Yep, at best it's wasted cycles, at worst it will trigger WARN/BUG due to using
accessors that require the caller to check for a shadow present SPTE.

> >  		 * If this is a non-last-level SPTE that covers a larger range
> >  		 * than should be zapped, continue, and zap the mappings at a
> > -		 * lower level, except when zapping all SPTEs.
> > +		 * lower level. Actual zapping started at proper granularity
> > +		 * that is not so large as to cause a soft lockup when handling
> > +		 * the changed pte (which does not yield).
> >  		 */
> >  		if (!zap_all &&
> >  		    (iter.gfn < start ||
> > -		     iter.gfn + KVM_PAGES_PER_HPAGE(iter.level) > end) &&
> > +		     iter.gfn + KVM_PAGES_PER_HPAGE(iter.level) > end ||
> > +		     iter.level > PG_LEVEL_1G) &&
> >  		    !is_last_spte(iter.old_spte, iter.level))
> >  			continue;
> 
> This if statement is getting a bit long. I'd suggest breaking out the
> level check and also using KVM_MAX_HUGEPAGE_LEVEL.
> 
> e.g.
> 
>         /*
>          * If not doing zap_all, only zap up to the huge page level to
>          * avoid doing too much work in the recursive tdp_mmu_set_spte*
>          * call below, since it does not yield.
>          *
>          * This will potentially leave behind some childless page tables
>          * but that's ok because ...
>          */
>          if (!zap_all && iter.level > KVM_MAX_HUGEPAGE_LEVEL)
>                 continue;
> 
> And on that note, what is the reasoning for why it's ok to leave behind
> childless page tables? I assume it's because most of the time we'll use
> that page table again in the future, and at worst we leave the page
> table allocated until the VM is cleaned up?

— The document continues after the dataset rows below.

pub fn offline_response() -> ApiResponse {
    ApiResponse::new(503, OFFLINE_BODY)
        .with_header("content-type", "text/plain")
        .with_status_text("Service Unavailable")
}

#[async_trait]
impl<T: ApiTransport> ApiTransport for CachingTransport<T> {
    async fn send(&self, request: ApiRequest) -> Result<ApiResponse, ApiError> {
        if !self.is_cacheable(&request) {
            return self.inner.send(request).await;
        }

        let key = request.cache_key();
        match self.inner.send(request).await {
            Ok(response) => {
                if response.is_success() {
                    if let Err(e) = self.cache.store(&key, response.clone()).await {
                        tracing::warn!(error = %e, "Cache worker unavailable");
                    }
                }
                Ok(response)
            }
            Err(e) if e.is_network() => {
                tracing::info!(key = %key, error = %e, "Network failed, using cache");
                match self.cache.lookup(&key).await {
                    Ok(Some(hit)) => {
                        if hit.stale {
                            tracing::debug!(key = %key, "Serving stale cached response");
                        }
                        let status = if hit.stale { "stale" } else { "hit" };
                        Ok(hit.response.with_header(CACHE_STATUS_HEADER, status))
                    }
                    Ok(None) => Ok(offline_response()),
                    Err(worker) => {
                        tracing::warn!(error = %worker, "Cache worker unavailable");
                        Ok(offline_response())
                    }
                }
            }
            Err(e) => Err(e),
        }
    }
}

#[derive(Debug, Clone, PartialEq, Eq)]
pub enum VersionCheck {
    Unchanged,
    Invalidated {
        previous: Option<String>,
        current: String,
        removed: usize,
    },
    /// Server unreachable or no version header; cache left alone
    Unavailable,
}

/// Clears the cache when the server's `X-Cache-Version` changes
pub struct CacheVersionGuard<T> {
    transport: T,
    cache: CacheHandle,
    store: Arc<dyn KeyValueStore>,
}

impl<T: ApiTransport> CacheVersionGuard<T> {
    /// `transport` must bypass the cache.
    pub fn new(transport: T, cache: CacheHandle, store: Arc<dyn KeyValueStore>) -> Self {
        Self {
            transport,
            cache,
            store,
        }
    }

    pub async fn check_and_invalidate(&self) -> Result<VersionCheck, ClientError> {
        let request = ApiRequest::get("/api/").header("Cache-Control", "no-cache");
        let response = match self.transport.send(request).await {
            Ok(response) => response,
            Err(e) => {
                tracing::warn!(error = %e, "Could not check cache version");
                return Ok(VersionCheck::Unavailable);
            }
        };

        let Some(current) = response.header(CACHE_VERSION_HEADER).map(str::to_string) else {
            return Ok(VersionCheck::Unavailable);
        };
        let previous = self.store.get(CACHE_VERSION_KEY)?;
        if previous.as_deref() == Some(current.as_str()) {
            tracing::debug!(version = %current, "Cache version matches");
            return Ok(VersionCheck::Unchanged);
        }

        tracing::info!(
            server = %current,
            stored = previous.as_deref().unwrap_or("none"),
            "Cache version mismatch, clearing cache"
        );
        let removed = self.cache.clear().await?;
        self.store.set(CACHE_VERSION_KEY, &current)?;

        Ok(VersionCheck::Invalidated {
            previous,
            current,
            removed,
        })
    }
}
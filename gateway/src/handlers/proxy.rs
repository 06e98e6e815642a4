//! Request forwarding and CORS

use axum::{
    body::Body,
    extract::{Request, State},
    http::{
        header::{
            ACCESS_CONTROL_ALLOW_CREDENTIALS, ACCESS_CONTROL_ALLOW_HEADERS,
            ACCESS_CONTROL_ALLOW_METHODS, ACCESS_CONTROL_ALLOW_ORIGIN, ACCESS_CONTROL_MAX_AGE,
            ORIGIN,
        },
        HeaderName, HeaderValue, Method, StatusCode,
    },
    response::{IntoResponse, Response},
};
use uuid::Uuid;

use super::AppState;
use crate::domain::entities::ForwardRequest;
use crate::error::AppError;

/// Largest request body the gateway will buffer
const MAX_BODY_BYTES: usize = 32 * 1024 * 1024;

pub static REQUEST_ID: HeaderName = HeaderName::from_static("x-request-id");

/// Answer a CORS preflight without touching the upstream.
pub fn preflight(origin: Option<&HeaderValue>) -> Response {
    let allow_origin = origin
        .cloned()
        .unwrap_or_else(|| HeaderValue::from_static("*"));

    (
        StatusCode::NO_CONTENT,
        [
            (ACCESS_CONTROL_ALLOW_ORIGIN, allow_origin),
            (
                ACCESS_CONTROL_ALLOW_METHODS,
                HeaderValue::from_static("GET, POST, PUT, PATCH, DELETE, OPTIONS"),
            ),
            (
                ACCESS_CONTROL_ALLOW_HEADERS,
                HeaderValue::from_static("Content-Type, Authorization, Cookie"),
            ),
            (ACCESS_CONTROL_ALLOW_CREDENTIALS, HeaderValue::from_static("true")),
            (ACCESS_CONTROL_MAX_AGE, HeaderValue::from_static("86400")),
        ],
    )
        .into_response()
}

/// Forward to the next instance. Responses to requests that carry `Origin`
/// get that origin and credentials allowed.
pub async fn proxy(State(state): State<AppState>, request: Request) -> Result<Response, AppError> {
    let origin = request.headers().get(ORIGIN).cloned();
    if request.method() == Method::OPTIONS {
        return Ok(preflight(origin.as_ref()));
    }

    let (parts, body) = request.into_parts();
    let body = axum::body::to_bytes(body, MAX_BODY_BYTES)
        .await
        .map_err(|e| AppError::BadRequest(format!("Failed to read body: {}", e)))?;

    let mut headers = parts.headers;
    if !headers.contains_key(&REQUEST_ID) {
        if let Ok(id) = HeaderValue::from_str(&Uuid::new_v4().to_string()) {
            headers.insert(REQUEST_ID.clone(), id);
        }
    }

    let path_and_query = parts
        .uri
        .path_and_query()
        .map(|pq| pq.as_str().to_string())
        .unwrap_or_else(|| "/".to_string());

    let upstream = state
        .forwarder
        .forward(ForwardRequest {
            method: parts.method,
            path_and_query,
            headers,
            body,
        })
        .await?;

    let mut response = Response::new(Body::from(upstream.body));
    *response.status_mut() = upstream.status;
    *response.headers_mut() = upstream.headers;

    if let Some(origin) = origin {
        let headers = response.headers_mut();
        headers.insert(ACCESS_CONTROL_ALLOW_ORIGIN, origin);
        headers.insert(
            ACCESS_CONTROL_ALLOW_CREDENTIALS,
            HeaderValue::from_static("true"),
        );
    }

    Ok(response)
}
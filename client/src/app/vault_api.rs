//! Vault lock and recovery endpoints

use std::sync::Arc;

use serde_json::json;

use crate::app::api_client::ApiClient;
use crate::domain::entities::{
    ChangePassphraseRequest, ChangePassphraseResponse, GenerateRecoveryCodesRequest,
    GenerateRecoveryCodesResponse, LockReason, ResetPassphraseRequest, ResetPassphraseResponse,
    VaultLockState,
};
use crate::domain::ports::ApiTransport;
use crate::error::ApiError;

pub struct VaultApi<T> {
    client: Arc<ApiClient<T>>,
}

impl<T> Clone for VaultApi<T> {
    fn clone(&self) -> Self {
        Self {
            client: self.client.clone(),
        }
    }
}

impl<T: ApiTransport> VaultApi<T> {
    pub fn new(client: Arc<ApiClient<T>>) -> Self {
        Self { client }
    }

    pub async fn lock(&self, reason: LockReason) -> Result<(), ApiError> {
        let _: serde_json::Value = self
            .client
            .post("/api/vault/lock", &json!({ "reason": reason }))
            .await?;
        Ok(())
    }

    pub async fn unlock(&self, passphrase: &str) -> Result<VaultLockState, ApiError> {
        if passphrase.is_empty() {
            return Err(ApiError::InvalidRequest("Passphrase is required".into()));
        }
        self.client
            .post("/api/vault/unlock", &json!({ "passphrase": passphrase }))
            .await
    }

    pub async fn state(&self) -> Result<VaultLockState, ApiError> {
        self.client.get("/api/vault/state").await
    }

    /// A vault whose state cannot be read is treated as locked.
    pub async fn is_locked(&self) -> bool {
        match self.state().await {
            Ok(state) => state.is_locked(),
            Err(e) => {
                tracing::warn!(error = %e, "Failed to check vault lock state");
                true
            }
        }
    }

    pub async fn generate_recovery_codes(
        &self,
        request: &GenerateRecoveryCodesRequest,
    ) -> Result<GenerateRecoveryCodesResponse, ApiError> {
        self.client.post("/api/vault/recovery-codes", request).await
    }

    pub async fn reset_passphrase(
        &self,
        request: &ResetPassphraseRequest,
    ) -> Result<ResetPassphraseResponse, ApiError> {
        self.client.post("/api/vault/reset-passphrase", request).await
    }

    pub async fn change_passphrase(
        &self,
        request: &ChangePassphraseRequest,
    ) -> Result<ChangePassphraseResponse, ApiError> {
        self.client.post("/api/vault/change-passphrase", request).await
    }
}
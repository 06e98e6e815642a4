//! Ignition API Gateway
//!
//! Fronts a small pool of backend instances: answers health checks and CORS
//! preflights itself and forwards everything else round-robin. A background
//! task pings the pool so idle instances stay warm.

use std::net::SocketAddr;
use std::sync::Arc;

use anyhow::Context;
use tokio::sync::watch;
use tower_governor::governor::GovernorConfigBuilder;
use tower_governor::key_extractor::PeerIpKeyExtractor;
use tower_governor::GovernorLayer;
use tower_http::trace::TraceLayer;
use tracing_subscriber::{layer::SubscriberExt, util::SubscriberInitExt};

mod adapters;
mod app;
mod config;
mod domain;
mod error;
mod handlers;

#[cfg(test)]
mod test_utils;

use adapters::HttpUpstream;
use app::{run_keep_alive, ForwardService};
use config::Config;
use handlers::AppState;

#[tokio::main]
async fn main() -> anyhow::Result<()> {
    tracing_subscriber::registry()
        .with(
            tracing_subscriber::EnvFilter::try_from_default_env()
                .unwrap_or_else(|_| "info,ignition_gateway=debug".into()),
        )
        .with(tracing_subscriber::fmt::layer())
        .init();

    tracing::info!("Starting Ignition gateway...");

    let config = Config::from_env();
    tracing::info!(
        instances = config.upstream_urls.len(),
        upstreams = ?config.upstream_urls,
        "Upstream pool configured"
    );

    let upstream = Arc::new(
        HttpUpstream::new(config.upstream_urls.clone(), config.upstream_timeout)
            .context("Failed to build upstream client")?,
    );
    let forwarder = Arc::new(ForwardService::new(upstream));
    tracing::debug!(instances = forwarder.instances(), "Round-robin ready");

    let (shutdown_tx, shutdown_rx) = watch::channel(false);
    let keep_alive = config.keep_alive.map(|interval| {
        tracing::info!(interval_secs = interval.as_secs(), "Keep-alive enabled");
        tokio::spawn(run_keep_alive(forwarder.clone(), interval, shutdown_rx))
    });

    let state = AppState {
        forwarder,
        service_name: Arc::from(config.service_name.as_str()),
    };

    let mut app = handlers::router(state).layer(TraceLayer::new_for_http());

    // PeerIpKeyExtractor keys on the socket address, hence the connect info below
    if let Some(limit) = config.rate_limit {
        let governor_config = Arc::new(
            GovernorConfigBuilder::default()
                .key_extractor(PeerIpKeyExtractor)
                .per_second(limit.per_second)
                .burst_size(limit.burst)
                .finish()
                .context("Invalid rate limit settings")?,
        );
        tracing::info!(
            per_second = limit.per_second,
            burst = limit.burst,
            "Rate limiting enabled"
        );
        app = app.layer(GovernorLayer {
            config: governor_config,
        });
    }

    let addr = SocketAddr::from(([0, 0, 0, 0], config.port));
    let listener = tokio::net::TcpListener::bind(addr)
        .await
        .with_context(|| format!("Failed to bind {}", addr))?;
    tracing::info!("Listening on {}", addr);

    axum::serve(
        listener,
        app.into_make_service_with_connect_info::<SocketAddr>(),
    )
    .with_graceful_shutdown(shutdown_signal())
    .await
    .context("Server error")?;

    let _ = shutdown_tx.send(true);
    if let Some(task) = keep_alive {
        let _ = task.await;
    }
    tracing::info!("Gateway stopped");
    Ok(())
}

async fn shutdown_signal() {
    let ctrl_c = async {
        if let Err(e) = tokio::signal::ctrl_c().await {
            tracing::error!(error = %e, "Failed to listen for Ctrl+C");
            std::future::pending::<()>().await;
        }
    };

    #[cfg(unix)]
    let terminate = async {
        match tokio::signal::unix::signal(tokio::signal::unix::SignalKind::terminate()) {
            Ok(mut signal) => {
                signal.recv().await;
            }
            Err(e) => {
                tracing::error!(error = %e, "Failed to install SIGTERM handler");
                std::future::pending::<()>().await;
            }
        }
    };

    #[cfg(not(unix))]
    let terminate = std::future::pending::<()>();

    tokio::select! {
        _ = ctrl_c => {},
        _ = terminate => {},
    }
    tracing::info!("Shutdown signal received");
}
//! Focus session driver
//!
//! Owns the [`FocusTracker`] and feeds it from three sources: a 30 second
//! poll of `/api/focus/active`, a one second countdown tick and change
//! events from the shared store. Observers read the current [`FocusView`]
//! from a watch channel; nothing else writes to the tracker.

use std::sync::Arc;
use std::time::Duration;

use chrono::Utc;
use tokio::sync::watch;
use tokio::time::MissedTickBehavior;

use crate::app::focus_api::FocusApi;
use crate::app::focus_tracker::{FocusTracker, FocusView, Tick};
use crate::domain::entities::{FocusSession, PausedSnapshot};
use crate::domain::ports::{ApiTransport, KeyValueStore, StorageSubscription};
use crate::error::{ClientError, StorageError};

pub const POLL_INTERVAL: Duration = Duration::from_secs(30);
pub const TICK_INTERVAL: Duration = Duration::from_secs(1);

pub struct FocusService<T> {
    api: FocusApi<T>,
    tracker: FocusTracker,
    store_events: StorageSubscription,
    view: watch::Sender<FocusView>,
    poll_interval: Duration,
    tick_interval: Duration,
}

impl<T: ApiTransport> FocusService<T> {
    pub fn new(api: FocusApi<T>, store: Arc<dyn KeyValueStore>) -> Self {
        let store_events = store.subscribe();
        let tracker = FocusTracker::new(store);
        let (view, _) = watch::channel(tracker.view());
        Self {
            api,
            tracker,
            store_events,
            view,
            poll_interval: POLL_INTERVAL,
            tick_interval: TICK_INTERVAL,
        }
    }

    pub fn with_intervals(mut self, poll: Duration, tick: Duration) -> Self {
        self.poll_interval = poll;
        self.tick_interval = tick;
        self
    }

    pub fn subscribe(&self) -> watch::Receiver<FocusView> {
        self.view.subscribe()
    }

    pub fn view(&self) -> FocusView {
        self.tracker.view()
    }

    fn publish(&self) {
        self.view.send_replace(self.tracker.view());
    }

    /// Ask the server for the active session. Failures are logged and leave
    /// the current state alone.
    pub async fn refresh(&mut self) {
        match self.api.active().await {
            Ok(active) => self.tracker.reconcile(active.session, Utc::now()),
            Err(e) => {
                tracing::warn!(error = %e, "Failed to fetch active focus session");
                self.tracker.mark_loaded();
            }
        }
        self.publish();
    }

    /// Pause on the server, then locally. `None` when nothing is running.
    pub async fn pause(&mut self) -> Result<Option<PausedSnapshot>, ClientError> {
        if !self.tracker.is_active() {
            return Ok(None);
        }
        self.api.pause(self.tracker.time_remaining()).await?;
        let snapshot = self.tracker.pause(Utc::now())?;
        self.publish();
        Ok(snapshot)
    }

    /// Resume on the server and drop the local snapshot. `None` when
    /// nothing is paused.
    pub async fn resume(&mut self) -> Result<Option<FocusSession>, ClientError> {
        if !self.tracker.is_paused() {
            return Ok(None);
        }
        let session = self.api.resume().await?;
        self.tracker.clear_paused_state()?;
        self.tracker.reconcile(Some(session.clone()), Utc::now());
        self.publish();
        Ok(Some(session))
    }

    pub fn clear_paused_state(&mut self) -> Result<(), StorageError> {
        self.tracker.clear_paused_state()?;
        self.publish();
        Ok(())
    }

    /// Drive the tracker until `shutdown` turns true or its sender is
    /// dropped.
    pub async fn run(mut self, mut shutdown: watch::Receiver<bool>) {
        self.refresh().await;

        let mut poll = tokio::time::interval(self.poll_interval);
        poll.set_missed_tick_behavior(MissedTickBehavior::Delay);
        poll.tick().await;
        let mut tick = tokio::time::interval(self.tick_interval);
        tick.set_missed_tick_behavior(MissedTickBehavior::Skip);
        tick.tick().await;

        let mut store_open = true;
        loop {
            tokio::select! {
                _ = poll.tick() => self.refresh().await,
                _ = tick.tick() => match self.tracker.tick() {
                    Tick::NeedsRefresh => {
                        tracing::debug!("Focus countdown finished, refreshing");
                        self.refresh().await;
                    }
                    Tick::Remaining(_) => self.publish(),
                    Tick::Idle => {}
                },
                event = self.store_events.recv(), if store_open => match event {
                    Some(event) => {
                        if self.tracker.on_storage_event(&event.key, Utc::now()) {
                            self.publish();
                        }
                    }
                    None => store_open = false,
                },
                changed = shutdown.changed() => {
                    if changed.is_err() || *shutdown.borrow() {
                        break;
                    }
                }
            }
        }
        tracing::debug!("Focus service stopped");
    }
}
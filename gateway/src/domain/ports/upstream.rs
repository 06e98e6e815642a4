//! Upstream port
//!
//! A fixed pool of backend instances addressed by index.

use async_trait::async_trait;

use crate::domain::entities::{ForwardRequest, ForwardResponse};
use crate::error::UpstreamError;

#[async_trait]
pub trait Upstream: Send + Sync {
    /// Number of instances in the pool
    fn instance_count(&self) -> usize;

    /// Send `request` to instance `instance` (`0..instance_count()`).
    /// Any status the instance answers with is a response, not an error.
    async fn forward(
        &self,
        instance: usize,
        request: ForwardRequest,
    ) -> Result<ForwardResponse, UpstreamError>;
}
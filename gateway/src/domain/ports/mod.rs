//! Domain ports (traits)

pub mod upstream;

pub use upstream::Upstream;
//! Ignition client core
//!
//! Client-side subsystems of the Ignition companion: the API client with
//! retry and offline support, session handling, the focus timer, settings
//! sync, vault encryption and experiment assignment.

pub mod adapters;
pub mod app;
pub mod config;
pub mod crypto;
pub mod domain;
pub mod error;

#[cfg(test)]
mod test_utils;
//! Vault encryption
//!
//! Passphrase based AES-256-GCM for vault contents. Payloads are
//! self-describing: each carries its own salt and IV.

pub mod e2ee;

pub use e2ee::{
    decrypt_bytes, decrypt_string, encrypt_bytes, encrypt_string, is_encrypted_payload, E2ee,
    EncryptedBytes, EncryptedPayload, PAYLOAD_VERSION, PBKDF2_ITERATIONS,
};
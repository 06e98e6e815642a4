//! Exponential backoff retry
//!
//! `delay = min(base * 2^attempt * jitter, max)` where `jitter` is drawn from
//! `1 ± jitter_factor`. Only retryable failures are retried; anything else is
//! returned on the spot. Once `max_retries` retries are spent the last error
//! is returned unchanged.

use std::future::Future;
use std::time::Duration;

use crate::error::ApiError;

/// Errors that know whether another attempt could succeed
pub trait Retryable {
    fn is_retryable(&self) -> bool;
}

impl Retryable for ApiError {
    fn is_retryable(&self) -> bool {
        ApiError::is_retryable(self)
    }
}

#[derive(Debug, Clone, PartialEq)]
pub struct RetryPolicy {
    pub max_retries: u32,
    pub base_delay: Duration,
    pub max_delay: Duration,
    jitter_factor: f64,
}

impl Default for RetryPolicy {
    fn default() -> Self {
        Self {
            max_retries: 3,
            base_delay: Duration::from_millis(100),
            max_delay: Duration::from_millis(5000),
            jitter_factor: 0.1,
        }
    }
}

impl RetryPolicy {
    pub fn new(max_retries: u32, base_delay: Duration, max_delay: Duration) -> Self {
        Self {
            max_retries,
            base_delay,
            max_delay,
            ..Self::default()
        }
    }

    /// Policy that never retries.
    pub fn none() -> Self {
        Self::new(0, Duration::ZERO, Duration::ZERO)
    }

    /// Jitter factor, clamped to `[0, 1]`.
    pub fn with_jitter(mut self, factor: f64) -> Self {
        self.jitter_factor = if factor.is_nan() {
            0.0
        } else {
            factor.clamp(0.0, 1.0)
        };
        self
    }

    pub fn jitter_factor(&self) -> f64 {
        self.jitter_factor
    }

    /// Delay before retry number `attempt + 1`. `sample` is a uniform draw
    /// from `[0, 1)`.
    pub fn backoff_delay(&self, attempt: u32, sample: f64) -> Duration {
        let exponential = self.base_delay.as_secs_f64() * 2f64.powi(attempt.min(63) as i32);
        let jitter = 1.0 + (sample - 0.5) * 2.0 * self.jitter_factor;
        let secs = (exponential * jitter).min(self.max_delay.as_secs_f64());
        if secs.is_finite() && secs > 0.0 {
            Duration::from_secs_f64(secs)
        } else {
            Duration::ZERO
        }
    }

    /// Run `op` with the error type's own retry classification.
    pub async fn run<T, E, F, Fut>(&self, op: F) -> Result<T, E>
    where
        E: Retryable + std::fmt::Display,
        F: FnMut() -> Fut,
        Fut: Future<Output = Result<T, E>>,
    {
        self.run_with(op, E::is_retryable, |attempt, err, delay| {
            tracing::warn!(
                attempt,
                delay_ms = delay.as_millis() as u64,
                error = %err,
                "Retrying after transient failure"
            );
        })
        .await
    }

    /// Run `op` with an explicit retry predicate and a hook called before
    /// each sleep with `(retry_number, error, delay)`.
    pub async fn run_with<T, E, F, Fut, P, R>(
        &self,
        mut op: F,
        is_retryable: P,
        mut on_retry: R,
    ) -> Result<T, E>
    where
        F: FnMut() -> Fut,
        Fut: Future<Output = Result<T, E>>,
        P: Fn(&E) -> bool,
        R: FnMut(u32, &E, Duration),
    {
        let mut attempt = 0;
        loop {
            match op().await {
                Ok(value) => return Ok(value),
                Err(err) => {
                    if attempt >= self.max_retries || !is_retryable(&err) {
                        return Err(err);
                    }
                    let delay = self.backoff_delay(attempt, rand::random::<f64>());
                    on_retry(attempt + 1, &err, delay);
                    tokio::time::sleep(delay).await;
                    attempt += 1;
                }
            }
        }
    }
}

#[cfg(test)]
mod tests {
    use super::*;
    use std::sync::atomic::{AtomicU32, Ordering};
    use std::sync::Arc;

    fn fast_policy(max_retries: u32) -> RetryPolicy {
        RetryPolicy::new(max_retries, Duration::from_millis(1), Duration::from_millis(2))
    }

    fn server_error() -> ApiError {
        ApiError::Http {
            status: 503,
            kind: crate::error::ErrorKind::ServiceUnavailable,
            message: "unavailable".into(),
            details: None,
        }
    }

    #[test]
    fn backoff_doubles_without_jitter() {
        let policy = RetryPolicy::default().with_jitter(0.0);
        assert_eq!(policy.backoff_delay(0, 0.9), Duration::from_millis(100));
        assert_eq!(policy.backoff_delay(1, 0.1), Duration::from_millis(200));
        assert_eq!(policy.backoff_delay(3, 0.5), Duration::from_millis(800));
    }

    #[test]
    fn backoff_is_capped() {
        let policy = RetryPolicy::default();
        assert_eq!(policy.backoff_delay(10, 0.99), Duration::from_millis(5000));
        assert_eq!(policy.backoff_delay(200, 0.5), Duration::from_millis(5000));
    }

    #[test]
    fn jitter_stays_within_factor() {
        let policy = RetryPolicy::default().with_jitter(0.1);
        let low = policy.backoff_delay(2, 0.0);
        let high = policy.backoff_delay(2, 0.999_999);
        assert!(low >= Duration::from_millis(359) && low <= Duration::from_millis(361));
        assert!(high >= Duration::from_millis(439) && high <= Duration::from_millis(441));
    }

    #[test]
    fn jitter_factor_is_clamped() {
        assert_eq!(RetryPolicy::default().with_jitter(3.0).jitter_factor(), 1.0);
        assert_eq!(RetryPolicy::default().with_jitter(-1.0).jitter_factor(), 0.0);
    }

    #[tokio::test]
    async fn retries_until_success() {
        let calls = Arc::new(AtomicU32::new(0));
        let counter = calls.clone();

        let result: Result<&str, ApiError> = fast_policy(3)
            .run(|| {
                let counter = counter.clone();
                async move {
                    if counter.fetch_add(1, Ordering::SeqCst) < 2 {
                        Err(ApiError::Network("reset".into()))
                    } else {
                        Ok("done")
                    }
                }
            })
            .await;

        assert_eq!(result.unwrap(), "done");
        assert_eq!(calls.load(Ordering::SeqCst), 3);
    }

    #[tokio::test]
    async fn client_errors_are_not_retried() {
        let calls = Arc::new(AtomicU32::new(0));
        let counter = calls.clone();

        let result: Result<(), ApiError> = fast_policy(3)
            .run(|| {
                let counter = counter.clone();
                async move {
                    counter.fetch_add(1, Ordering::SeqCst);
                    Err(ApiError::Http {
                        status: 404,
                        kind: crate::error::ErrorKind::NotFound,
                        message: "missing".into(),
                        details: None,
                    })
                }
            })
            .await;

        assert!(result.unwrap_err().is_not_found());
        assert_eq!(calls.load(Ordering::SeqCst), 1);
    }

    #[tokio::test]
    async fn exhausted_retries_return_last_error() {
        let calls = Arc::new(AtomicU32::new(0));
        let counter = calls.clone();
        let mut retries_seen = Vec::new();

        let result: Result<(), ApiError> = fast_policy(2)
            .run_with(
                || {
                    let counter = counter.clone();
                    async move {
                        counter.fetch_add(1, Ordering::SeqCst);
                        Err(server_error())
                    }
                },
                ApiError::is_retryable,
                |attempt, _err, _delay| retries_seen.push(attempt),
            )
            .await;

        assert_eq!(result.unwrap_err().status(), 503);
        assert_eq!(calls.load(Ordering::SeqCst), 3);
        assert_eq!(retries_seen, vec![1, 2]);
    }

    #[tokio::test]
    async fn no_retry_policy_runs_once() {
        let calls = Arc::new(AtomicU32::new(0));
        let counter = calls.clone();

        let result: Result<(), ApiError> = RetryPolicy::none()
            .run(|| {
                let counter = counter.clone();
                async move {
                    counter.fetch_add(1, Ordering::SeqCst);
                    Err(ApiError::Timeout)
                }
            })
            .await;

        assert!(matches!(result, Err(ApiError::Timeout)));
        assert_eq!(calls.load(Ordering::SeqCst), 1);
    }
}
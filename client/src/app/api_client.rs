//! Typed API client
//!
//! Wraps a transport with the backend's response conventions:
//! - 401 tears the session down and fails with `SessionExpired`
//! - other non-2xx statuses become `ApiError::Http` parsed from the body
//! - 204 and empty bodies decode from `null`
//! - a bare `{ "data": ... }` envelope is unwrapped
//!
//! Mutations run one at a time. When an offline queue is attached, a
//! mutation that cannot reach the server is queued instead of failing.

use std::sync::Arc;

use async_trait::async_trait;
use serde::de::DeserializeOwned;
use serde::Serialize;
use serde_json::Value;
use tokio::sync::Mutex;

use crate::app::offline_queue::{FlushReport, OfflineQueue, QueuedMutation};
use crate::app::retry::RetryPolicy;
use crate::domain::ports::{ApiRequest, ApiResponse, ApiTransport, Method};
use crate::error::{ApiError, ErrorKind};

/// Keys allowed next to `data` for a body to count as an envelope.
const ENVELOPE_KEYS: &[&str] = &["data", "success", "message", "meta"];

/// Called once per 401 before `SessionExpired` is returned.
#[async_trait]
pub trait SessionExpiryHandler: Send + Sync {
    async fn on_session_expired(&self);
}

#[derive(Debug, Clone, PartialEq)]
pub enum MutationOutcome<R> {
    Applied(R),
    /// Server unreachable; replayed by a later flush.
    Queued(QueuedMutation),
}

impl<R> MutationOutcome<R> {
    pub fn applied(self) -> Option<R> {
        match self {
            MutationOutcome::Applied(value) => Some(value),
            MutationOutcome::Queued(_) => None,
        }
    }

    pub fn is_queued(&self) -> bool {
        matches!(self, MutationOutcome::Queued(_))
    }
}

pub struct ApiClient<T> {
    transport: T,
    retry: Option<RetryPolicy>,
    mutation_lock: Mutex<()>,
    session_expiry: Option<Arc<dyn SessionExpiryHandler>>,
    offline_queue: Option<OfflineQueue>,
}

Yes.  If zap_all=false, KVM is zapping a gfn range but not dropping or invalidating
the root.  The non-leaf paging structures are perfectly valid and can be reused.
There's certainly no guarantees that a structure will be reused, but keeping the
pages is ok because the memory consumed scales with the size of the VM, and the
number of shadow pages used for TDP is quite small, e.g. an order of magnitude less
than what's needed for shadow paging.

If we're ok waiting until my zap n' flush rework[*] lands, this is much easier to
handle, e.g. I think this will do it.

diff --git a/arch/x86/kvm/mmu/tdp_mmu.c b/arch/x86/kvm/mmu/tdp_mmu.c
index 62cb357b1dff..8d3df03024b7 100644
--- a/arch/x86/kvm/mmu/tdp_mmu.c
+++ b/arch/x86/kvm/mmu/tdp_mmu.c
@@ -765,7 +765,7 @@ static void tdp_mmu_zap_root(struct kvm *kvm, struct kvm_mmu_page *root,
                             bool shared, bool root_is_unreachable)
 {
        struct tdp_iter iter;
-
+       bool leafs_only;
        gfn_t end = tdp_mmu_max_gfn_host();
        gfn_t start = 0;

@@ -773,12 +773,11 @@ static void tdp_mmu_zap_root(struct kvm *kvm, struct kvm_mmu_page *root,

        rcu_read_lock();

-       /*
-        * No need to try to step down in the iterator when zapping an entire
-        * root, zapping an upper-level SPTE will recurse on its children.
-        */
+again:
+       /* Add comment here. */
        for_each_tdp_pte_min_level(iter, root->spt, root->role.level,
-                                  root->role.level, start, end) {
+                                  leafs_only ? PG_LEVEL_4K : root->role.level,
+                                  start, end) {
 retry:
                if (tdp_mmu_iter_cond_resched(kvm, &iter, false, shared))
                        continue;
@@ -786,6 +785,9 @@ static void tdp_mmu_zap_root(struct kvm *kvm, struct kvm_mmu_page *root,
                if (!is_shadow_present_pte(iter.old_spte))
                        continue;

+               if (leafs_only && !is_last_spte(iter.old_spte, iter.level))
+                       continue;
+
                if (!shared) {
                        tdp_mmu_set_spte(kvm, &iter, 0);
                } else if (!tdp_mmu_set_spte_atomic(kvm, &iter, 0)) {
@@ -807,6 +809,11 @@ static void tdp_mmu_zap_root(struct kvm *kvm, struct kvm_mmu_page *root,
                WARN_ON_ONCE(root_is_unreachable && root->role.invalid);
        }

+       if (leafs_only) {
+               leafs_only = false;
+               goto again;
+       }
+
        rcu_read_unlock();
 }

[*] https://lore.kernel.org/all/20211120045046.3940942-1-seanjc@google.com/